C’est un vétérinaire, Schindler. Pourquoi tu ne vas pas chez Schwartz ? Il a oublié plus de trucs que Schindler n’en saura jamais.
— Il m’a donné des tranquillisants.
— Quel charlatan !
— Au moins, il est mieux que Marcus, répondit Marie. Tu te souviens de Marcus ?
— Marcus ? Même si Marcus était vétérinaire, ce serait un charlatan.
— Tu te rappelles quand j’étais à Parkchester, enceinte d’Albert ?
— Avec tous ces tuyaux ?
— Les tuyaux ?
— Ouais, la fois avec les tuyaux.
— Ah, oui, j’avais presque oublié. Bon Dieu, oui, c’était quelque chose, mais c’est pas à ça que je pensais. Je pensais à la prise de sang.
— La prise de sang ?
— Oui, la seringue.
— Je ne me souviens pas.
— Je t’ai pas raconté la fois où Marcus m’a fait une prise de sang ?
— Non, répondit Phyllis.
— Rappelle-toi, j’étais à Parkchester, deux jours avant d’accoucher d’Albert. La veille de sa naissance, Marcus a dû me faire une prise de sang. Avec une de leurs grosses aiguilles qu’ils piquent là…
Marie se tapota la saignée du coude, Phyllis fit la grimace.
— Tu sais que je suis pas une petite nature. Quand Stony s’est ouvert la tête en se cognant contre le mur, c’est moi qui ai pressé les glaçons sur la blessure.

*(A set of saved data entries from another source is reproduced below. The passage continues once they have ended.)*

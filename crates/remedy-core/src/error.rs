use thiserror::Error;

/// Error returned by [`execute`](crate::engine::execute).
///
/// Only two shapes leave the engine: the caller's own error (original or
/// substituted by a handler), or a handler contract violation.
#[derive(Debug, Error)]
pub enum ExecuteError<E> {
    /// The original error (unmatched or re-raised) or a handler's substitute.
    #[error(transparent)]
    Raised(E),

    /// The handler took the error but never decided what to do with it.
    #[error("handler did not return an expected action")]
    InvalidHandlerResponse {
        #[source]
        cause: E,
    },
}

impl<E> ExecuteError<E> {
    /// The carried error: the raised one, or the cause of a contract violation.
    pub fn into_inner(self) -> E {
        match self {
            ExecuteError::Raised(e) => e,
            ExecuteError::InvalidHandlerResponse { cause } => cause,
        }
    }

    pub fn inner(&self) -> &E {
        match self {
            ExecuteError::Raised(e) => e,
            ExecuteError::InvalidHandlerResponse { cause } => cause,
        }
    }

    pub fn is_invalid_handler_response(&self) -> bool {
        matches!(self, ExecuteError::InvalidHandlerResponse { .. })
    }
}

— Tommy était tombé dans les pommes, se rappela Phyllis.
— Tu parles d’un dur. Bref, j’ai pas peur d’un peu de sang. Mais ce jour-là avec Marcus… J’étais assise dans un fauteuil roulant, on m’avait fait mettre une blouse blanche et Marcus avait la tremblote, comme toujours.
— Il n’arrêtait pas de se shooter, commenta Phyllis d’un ton détaché. Il n’y avait que comme ça qu’il tenait le coup. Je l’ai vu faire un jour dans ma salle de bains. Il était venu pour Chub, qui avait la grippe. Il entre dans l’appartement, il va droit à la salle de bains et il se pique. Du speed, probablement, précisa-t-elle d’un ton de connaisseur. Pour tenir le coup. Il ne voulait pas prendre un jeune docteur pour l’aider. Je l’ai vu se shooter et je me suis dit : Terminé, je n’ai pas besoin d’un médecin camé pour ma famille et pour moi. Je t’ai appelée, ce jour-là, tu ne voulais pas me croire.
— Si c’était moi qui t’avais appelée, tu m’aurais crue ? répliqua Marie. Enfin, bref, j’étais assise sur une chaise dans ma chambre. C’était le soir, Tommy venait de partir et je lisais Life.
Elle fit tomber la cendre de sa cigarette, poursuivit :
— Une infirmière entre avec un fauteuil roulant, elle me conduit au labo ou je sais pas quoi, et là, Marcus m’attend avec cette grosse aiguille pour me faire une prise de sang et je vois qu’il fait son numéro de shimmy. L’infirmière me fait allonger sur la table, elle noue l’élastique autour de mon bras et Marcus enfonce son aiguille. J’avais peur parce qu’il tremblait comme s’il venait de devenir croyant, mais il m’a pas fait mal. Il retire l’aiguille, il vide la seringue dans un tube. L’infirmière m’enlève l’élastique et elle fait tomber quelque chose de la table parce que j’entends un grand clac. Marcus… Marcus fait un bond de trois mètres, il renverse le sang du tube sur moi, sur ma blouse blanche. Je baisse les yeux, je me regarde : je suis couverte de mon sang.
— Oh, mon Dieu ! s’exclama Phyllis en portant une main à sa bouche. Qu’est-ce que tu as fait ?
— Je me suis évanouie. Je me suis réveillée dans mon lit, avec une blouse propre. Un moment, j’ai cru que j’avais rêvé, mais quand j’ai vu la tête de Marcus…
— Ecœurant, laissa tomber Phyllis.
— J’aurais dû me douter qu’on aurait des problèmes avec Albert.